In what areas might the use of F# be more appropriate than C#? [closed]

Over the last few years F# has evolved into one of Microsoft's fully supported languages employing many ideas incubated in OCaml, ML and Haskell.

Over the last several years C# has extended its general purpose features by introducing more and more functional language features: LINQ (list comprehension), Lambdas, Closures, Anonymous Delegates and more...

Given C#'s adoption of these functional features and F#'s taxonomy as an impure functional language (it allows YOU to access framework libraries or change shared state when a function is called if you want to) there is a strong similarity between the two languages although each has its own polar opposite primary emphasis.

I'm interested in any successful models employing these two languages in your production polyglot programs and also the areas within production software (web apps, client apps, server apps) you have written in F# in the past year or so that you would previously have written in C#.


Solution 1:

I have written an application to balance the national power generation schedule for a portfolio of power stations to a trading position for an energy company. The client and server components were in C# but the calculation engine was written in F#.

The use of F# to address the complexity at the heart of this application clearly demonstrates a sweet spot for the language within enterprise software, namely algorithmically complex analysis of large data sets. My experience has been a very positive one. In particular:

Units of measure The industry I work in is littered with units. The equations I implemented (often of a geometric nature) dealt with units of time, power and energy. Having the type system verify the correctness of the units of the inputs and outputs of functions is a huge time saver, both in terms of testing and reading/understanding the code. It eradicates a whole class of errors that previous systems were prone to.

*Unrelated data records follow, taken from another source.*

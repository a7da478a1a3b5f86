//! Criterion benchmarks for occupancy operations.
//!
//! Benchmarks:
//!   - world_to_cell / cell_center_world conversions on a rotated frame
//!   - try_place of a tile into a half-full grid
//!   - replay_all over grids of 100, 1K and 10K tracked tiles
//!
//! Run with: cargo bench -p simulation --bench grid_bench

use std::collections::HashMap;

use bevy::prelude::*;
use criterion::{black_box, criterion_group, criterion_main, BenchmarkId, Criterion};

use simulation::grid_frame::{CellCoord, GridFrame};
use simulation::placement::{replay_all, try_place};
use simulation::tile_grid::TileGrid;

fn rotated_frame() -> GridFrame {
    GridFrame::from_footprint(
        Vec3::new(3.0, 0.0, -2.0),
        Quat::from_rotation_y(0.7),
        Vec3::new(1.0, 0.5, 1.0),
    )
    .expect("valid footprint")
}

/// A square of `side * side` cells, each holding `per_cell` tiles.
fn filled_grid(frame: &GridFrame, side: i32, per_cell: usize) -> (TileGrid, HashMap<Entity, Vec3>) {
    let mut grid = TileGrid::new(10);
    let mut positions = HashMap::new();
    let mut next = 1;
    for col in 0..side {
        for row in 0..side {
            for _ in 0..per_cell {
                let tile = Entity::from_raw(next);
                next += 1;
                let mut transform = frame.cell_center_world(CellCoord::new(col, row), 0);
                if try_place(&mut grid, frame, tile, &mut transform).is_ok() {
                    positions.insert(tile, transform.translation);
                }
            }
        }
    }
    (grid, positions)
}

// ---------------------------------------------------------------------------
// Benchmark: frame conversions
// ---------------------------------------------------------------------------

fn bench_frame_conversions(c: &mut Criterion) {
    let mut group = c.benchmark_group("frame_conversion");
    group.sample_size(1000);
    let frame = rotated_frame();

    group.bench_function("world_to_cell", |b| {
        b.iter(|| black_box(frame.world_to_cell(black_box(Vec3::new(12.3, 0.0, -7.9)))));
    });

    group.bench_function("cell_center_world", |b| {
        b.iter(|| black_box(frame.cell_center_world(black_box(CellCoord::new(5, -3)), 4)));
    });

    group.finish();
}

// ---------------------------------------------------------------------------
// Benchmark: try_place
// ---------------------------------------------------------------------------

fn bench_try_place(c: &mut Criterion) {
    let mut group = c.benchmark_group("try_place");
    let frame = rotated_frame();
    let (mut grid, _) = filled_grid(&frame, 32, 5);
    let tile = Entity::from_raw(u32::MAX - 1);

    // Re-placing the same tile is idempotent, so the grid stays at 6 high.
    group.bench_function("onto_stack_of_5", |b| {
        b.iter(|| {
            let mut transform = frame.cell_center_world(CellCoord::new(16, 16), 0);
            black_box(try_place(&mut grid, &frame, tile, &mut transform))
        });
    });

    group.finish();
}

// ---------------------------------------------------------------------------
// Benchmark: replay_all
// ---------------------------------------------------------------------------

fn bench_replay(c: &mut Criterion) {
    let mut group = c.benchmark_group("replay_all");
    let frame = rotated_frame();

    for &(side, per_cell) in &[(10, 1), (10, 10), (50, 4)] {
        let (mut grid, positions) = filled_grid(&frame, side, per_cell);
        let tiles = grid.tracked_count();
        group.bench_with_input(BenchmarkId::new("tiles", tiles), &tiles, |b, _| {
            b.iter(|| {
                black_box(replay_all(&mut grid, &frame, |tile| {
                    positions.get(&tile).copied()
                }))
            });
        });
    }

    group.finish();
}

// ---------------------------------------------------------------------------
// Register benchmark group
// ---------------------------------------------------------------------------

criterion_group!(benches, bench_frame_conversions, bench_try_place, bench_replay);
criterion_main!(benches);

Exploratory programming Working with script files and the REPL (F# Interactive) allowed me to explore the solution space more effectively before committing to an implementation than the more traditional edit/compile/run/test loop. It is a very natural way for a programmer to build their understanding of the problem and the design tensions in play.

Unit testing Code written using non-side effecting functions and immutable data structures is a joy to test. There are no complex time-dependent interactions to screw things up or large sets of dependencies to be mocked.

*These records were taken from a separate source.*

//! Integration tests for the tile grid using the `TestGarden` harness.
//!
//! These tests spin up a headless Bevy App with `SimulationPlugin`, feed it
//! pointer and rotation events, and verify the resulting occupancy, stock and
//! outcome log across all systems working together.

mod spawner_tests;

use crate::game_params::GridParams;
use crate::grid_frame::CellCoord;
use crate::inventory::PlaceableType;
use crate::test_harness::TestGarden;
use crate::tiles::TerrainKind;

// ===========================================================================
// 1. Harness bootstrap tests
// ===========================================================================

#[test]
fn empty_garden_has_no_tiles() {
    let mut garden = TestGarden::new();
    assert_eq!(garden.tile_count(), 0);
    assert_eq!(garden.grid().tracked_count(), 0);
    assert!(garden.frame().is_some());
}

#[test]
fn default_stock_is_seeded_from_params() {
    let garden = TestGarden::new();
    garden.assert_stock(PlaceableType::Land, 20);
    garden.assert_stock(PlaceableType::River, 10);
    garden.assert_stock(PlaceableType::Sand, 10);
    garden.assert_stock(PlaceableType::Corn, 5);
    garden.assert_stock(PlaceableType::Wheat, 5);
}

#[test]
fn tick_advances_counter() {
    let mut garden = TestGarden::new();
    let before = garden.tick_count();
    garden.tick(5);
    assert_eq!(garden.tick_count(), before + 5);
}

#[test]
fn degenerate_footprint_disables_placement() {
    let mut garden = TestGarden::with_params(GridParams {
        tile_footprint: [0.0, 0.5, 1.0],
        ..GridParams::default()
    });
    assert!(garden.frame().is_none());

    // Pointer input is not processed without a frame; nothing is consumed.
    garden.drag_from_spawner(PlaceableType::Land, CellCoord::new(0, 0));
    assert_eq!(garden.tile_count(), 0);
    garden.assert_stock(PlaceableType::Land, 20);
}

// ===========================================================================
// 2. Builder sanity
// ===========================================================================

#[test]
fn with_stack_builds_levels_bottom_up() {
    let cell = CellCoord::new(2, -1);
    let garden = TestGarden::new().with_stack(TerrainKind::Sand, cell, 3);
    garden.assert_height(cell, 3);
    let stack = garden.stack_at(cell);
    for (level, tile) in stack.iter().enumerate() {
        garden.assert_tile_at(*tile, cell, level);
    }
    garden.assert_top(stack[2]);
    garden.assert_not_top(stack[0]);
}

#[test]
fn builder_layout_passes_invariant_checks() {
    let mut garden = TestGarden::new()
        .with_stack(TerrainKind::Land, CellCoord::new(0, 0), 4)
        .with_stack(TerrainKind::River, CellCoord::new(1, 0), 2);
    garden.assert_no_violations();
}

Interoperation I defined the interface to the calculation engine in C# and implemented the calculation in F#. The calculation engine could then be injected into any C# module that needed to use it without any concerns at all about interoperability. Seamless. The C# programmer need never know.

Code reduction Much of the data fed into the calculation engine was in the form of vectors and matrices. Higher order functions eat these for breakfast with minimal fuss, minimal code. Beautiful.

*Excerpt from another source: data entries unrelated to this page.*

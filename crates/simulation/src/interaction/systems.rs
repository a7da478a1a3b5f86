use bevy::ecs::system::SystemParam;
use bevy::prelude::*;

use crate::config::DRAG_PREVIEW_HEIGHT;
use crate::crops::{self, Crop, CropHarvested, HarvestTally};
use crate::errors::{GridError, RecycleRefusal};
use crate::grid_frame::GridFrame;
use crate::interaction_mode::InteractionMode;
use crate::inventory::{ItemStock, PlaceableType};
use crate::outcome_log::Outcome;
use crate::placement::PlacementEngine;
use crate::simulation_sets::SimulationSet;
use crate::spawner::{spawn_crop_preview, spawn_tile, SpawnTemplate, SpawnTemplates};
use crate::tiles::{PlantSlot, Tile};

use super::types::{DragState, PointerEvent, PointerTarget};

// =============================================================================
// Context
// =============================================================================

/// Everything the drag state machine reads or writes.
#[derive(SystemParam)]
pub struct InteractionContext<'w, 's> {
    engine: PlacementEngine<'w, 's>,
    mode: Res<'w, InteractionMode>,
    templates: Res<'w, SpawnTemplates>,
    drag: ResMut<'w, DragState>,
    tally: ResMut<'w, HarvestTally>,
    tiles: Query<
        'w,
        's,
        (
            &'static mut Tile,
            &'static mut Transform,
            &'static mut PlantSlot,
        ),
    >,
    crops: Query<'w, 's, &'static mut Crop, Without<Tile>>,
    harvested: EventWriter<'w, CropHarvested>,
}

impl InteractionContext<'_, '_> {
    pub fn handle(&mut self, event: PointerEvent) {
        match event {
            PointerEvent::Down { target, pos, time } => {
                if !self.drag.is_idle() {
                    debug!("Ignoring pointer-down during {} drag", self.drag.label());
                    return;
                }
                match target {
                    PointerTarget::Tile(tile) => self.tile_down(tile, time),
                    PointerTarget::Crop(crop) => self.crop_down(crop),
                    PointerTarget::Spawner(kind) => self.spawner_down(kind, pos),
                    PointerTarget::Nothing => {}
                }
            }
            PointerEvent::Move { pos } => self.pointer_move(pos),
            PointerEvent::Up { .. } => self.pointer_up(),
            PointerEvent::Cancel => self.cancel(),
        }
    }

    // -------------------------------------------------------------------------
    // Pointer down
    // -------------------------------------------------------------------------

    fn tile_down(&mut self, entity: Entity, time: f32) {
        if self.mode.is_preview() {
            debug!("Preview mode: ignoring click on {:?}", entity);
            return;
        }
        let threshold = self.engine.params().double_click_threshold;
        let Ok((mut tile, transform, slot)) = self.tiles.get_mut(entity) else {
            self.engine
                .log_mut()
                .refuse(GridError::UnknownEntity(entity.to_bits()));
            return;
        };

        if slot.is_occupied() {
            info!("Tile {:?} carries a crop and cannot be moved", entity);
            self.engine
                .log_mut()
                .refuse(GridError::RecycleRefused(RecycleRefusal::CropPlanted));
            return;
        }
        if !self.engine.grid().is_top(entity) {
            self.engine
                .log_mut()
                .refuse(GridError::RecycleRefused(RecycleRefusal::NotTopTile));
            return;
        }

        if tile.is_double_click(time, threshold) {
            tile.last_click_time = None;
            let item = tile.item;
            // Refusal is already logged by the engine.
            let _ = self.engine.recycle(entity, item, &slot);
            return;
        }

        tile.last_click_time = Some(time);
        tile.selected = true;
        *self.drag = DragState::Selected {
            tile: entity,
            origin: *transform,
        };
        self.engine.log_mut().push(Outcome::Selected { tile: entity });
    }

    fn crop_down(&mut self, entity: Entity) {
        let Ok(mut crop) = self.crops.get_mut(entity) else {
            self.engine
                .log_mut()
                .refuse(GridError::UnknownEntity(entity.to_bits()));
            return;
        };

        let mut parent = crop.parent_tile.and_then(|tile| self.tiles.get_mut(tile).ok());
        let slot = parent.as_mut().map(|(_, _, slot)| &mut **slot);
        match crops::harvest(&mut crop, slot, &mut self.tally) {
            Ok(value) => {
                info!("Harvested {:?} worth {}", crop.kind, value);
                self.engine.commands().entity(entity).despawn();
                self.harvested.send(CropHarvested {
                    crop: entity,
                    kind: crop.kind,
                    value,
                });
                self.engine.log_mut().push(Outcome::Harvested {
                    crop: entity,
                    kind: crop.kind,
                    value,
                });
            }
            Err(err) => {
                info!("Cannot harvest {:?}: {}", entity, err);
                self.engine.log_mut().refuse(err);
            }
        }
    }

    fn spawner_down(&mut self, kind: PlaceableType, pos: Vec3) {
        if self.mode.is_preview() {
            debug!("Preview mode: ignoring drag from {:?} spawner", kind);
            return;
        }
        if !self.engine.inventory().can_create(kind) {
            info!("No {:?} left to place", kind);
            return;
        }
        let Some(template) = self.templates.get(kind).copied() else {
            warn!("No spawn template for {:?}", kind);
            return;
        };

        let frame = self.engine.frame();
        let transform =
            Transform::from_translation(frame.snap_with_height(pos, DRAG_PREVIEW_HEIGHT))
                .with_rotation(frame.rotation());
        let preview = match template {
            SpawnTemplate::Tile { terrain } => spawn_tile(self.engine.commands(), terrain, transform),
            SpawnTemplate::Crop(_) => spawn_crop_preview(self.engine.commands(), kind, transform),
        };
        *self.drag = DragState::Spawning {
            preview,
            kind,
            transform,
        };
    }

    // -------------------------------------------------------------------------
    // Move / up / cancel
    // -------------------------------------------------------------------------

    fn pointer_move(&mut self, pos: Vec3) {
        let state = *self.drag;
        match state {
            DragState::Idle => {}
            DragState::Selected { tile, origin } | DragState::Dragging { tile, origin } => {
                let frame = self.engine.frame();
                let (snapped, rotation) = (frame.snap(pos), frame.rotation());
                if let Ok((_, mut transform, _)) = self.tiles.get_mut(tile) {
                    transform.translation = snapped;
                    transform.rotation = rotation;
                }
                *self.drag = DragState::Dragging { tile, origin };
            }
            DragState::Spawning {
                preview,
                kind,
                mut transform,
            } => {
                let frame = self.engine.frame();
                transform.translation = frame.snap_with_height(pos, DRAG_PREVIEW_HEIGHT);
                transform.rotation = frame.rotation();
                self.engine.commands().entity(preview).insert(transform);
                *self.drag = DragState::Spawning {
                    preview,
                    kind,
                    transform,
                };
            }
        }
    }

    fn pointer_up(&mut self) {
        let state = std::mem::take(&mut *self.drag);
        match state {
            DragState::Idle => {}
            DragState::Selected { tile, .. } | DragState::Dragging { tile, .. } => {
                let Ok((mut data, mut transform, _)) = self.tiles.get_mut(tile) else {
                    return;
                };
                data.selected = false;
                let item = data.item;
                // Overflow already despawned the tile and logged it.
                let _ = self.engine.try_place(tile, &mut transform, Some(item));
            }
            DragState::Spawning {
                preview,
                kind,
                mut transform,
            } => {
                if kind.is_crop() {
                    self.drop_crop(preview, kind, &transform);
                } else if self
                    .engine
                    .place_spawned(preview, kind, &mut transform)
                    .is_ok()
                {
                    self.engine.commands().entity(preview).insert(transform);
                }
            }
        }
    }

    /// Plant `kind` on the top tile of the cell under the preview, then drop
    /// the preview either way.
    fn drop_crop(&mut self, preview: Entity, kind: PlaceableType, transform: &Transform) {
        self.engine.commands().entity(preview).despawn();

        let Some(SpawnTemplate::Crop(entry)) = self.templates.get(kind).copied() else {
            warn!("No crop template for {:?}", kind);
            return;
        };
        let cell = self.engine.frame().world_to_cell(transform.translation);
        let Some(target) = self.engine.grid().top_of(cell) else {
            debug!("No tile under {:?} drop at {}", kind, cell);
            self.engine.log_mut().push(Outcome::Cancelled);
            return;
        };
        let Ok((tile, tile_transform, mut slot)) = self.tiles.get_mut(target) else {
            self.engine
                .log_mut()
                .refuse(GridError::UnknownEntity(target.to_bits()));
            return;
        };

        match crops::try_plant_crop(
            self.engine.commands(),
            target,
            &tile,
            &mut slot,
            &tile_transform,
            &entry,
        ) {
            Ok(crop) => {
                self.engine.inventory_mut().use_item(kind);
                info!("Planted {:?} on {:?}", kind, target);
                self.engine.log_mut().push(Outcome::Planted {
                    crop,
                    tile: target,
                    kind,
                });
            }
            Err(err) => {
                info!("Cannot plant {:?} on {:?}: {}", kind, target, err);
                self.engine.log_mut().refuse(err);
            }
        }
    }

    fn cancel(&mut self) {
        let state = std::mem::take(&mut *self.drag);
        match state {
            DragState::Idle => return,
            DragState::Selected { tile, origin } | DragState::Dragging { tile, origin } => {
                if let Ok((mut data, mut transform, _)) = self.tiles.get_mut(tile) {
                    data.selected = false;
                    *transform = origin;
                }
            }
            DragState::Spawning { preview, .. } => {
                self.engine.commands().entity(preview).despawn();
            }
        }
        self.engine.log_mut().push(Outcome::Cancelled);
    }
}

// =============================================================================
// Systems
// =============================================================================

pub fn handle_pointer_events(mut events: EventReader<PointerEvent>, mut ctx: InteractionContext) {
    for event in events.read() {
        ctx.handle(*event);
    }
}

pub struct InteractionPlugin;

impl Plugin for InteractionPlugin {
    fn build(&self, app: &mut App) {
        app.init_resource::<DragState>()
            .init_resource::<InteractionMode>()
            .add_event::<PointerEvent>()
            .add_systems(
                FixedUpdate,
                handle_pointer_events
                    .in_set(SimulationSet::PreSim)
                    .run_if(resource_exists::<GridFrame>),
            );
    }
}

Lack of bugs Functional programming can feel strange. I can be working on an algorithm, trying hard to get the code to pass the type checker but once the type checker is satisfied thats it, it works. Its almost binary, either it wont compile or its correct. Weird edge case errors are minimised, recursion and higher order functions remove a lot of book-keeping code that introduces edge case errors.

Parallelism The functional purity of the resulting implementation makes it ripe for exploiting the inherent parallelism in processing vectors of data. Maybe this is where I will go next now that .NET 4 is out.

Solution 2:

During my internship at Microsoft Research, I worked on some parts of Visual Studio IntelliSense for F# (which is itself written in F#). I already had some experience with IntelliSense from earlier C# projects, so I think I can compare the two.

  • Visual Studio Extensibility is still based on COM, so you need to deal with objects that are not very nice .NET objects (and definitely not functional), but I don't feel there is any major difference between C# and F# (it works smoothly from F#)

  • The data structures used to represent program code in F# are mostly discriminated unions (which are not supported in C# in any reasonable way) and this makes a huge difference for this kind of application (where you need to process tree structures, such as program code). Discriminated unions and pattern matching allows you to structure the code better (keep related functionality in one place rather than having it all over the place in virtual methods)

Earlier, I also worked on CodeDOM provider for F# (also written in F#). I actually did first experiments in C#, but then converted the code to F#.

  • CodeDOM provider needs to traverse some structure represented using .NET objects, so there isn't much space for inventing your own representations of data (which is the area where F# can offer nice benefits).

  • However, there were many small F# features that made the task easier. Since you need to produce a string, I defined custom operators for building strings (using StringBuilder) and implemented the code using them and higher-order functions (e.g. to format list of objects separated using the specified string etc.), which removed a lot of repetition (and tedious foreach loops).

These are two relatively specific examples, but both of them are related to working with representations of programs, or expressions, or more generally, complex tree-like data structures. I think that in this area, F# is definitely a good choice (regardless of the functional features in C#).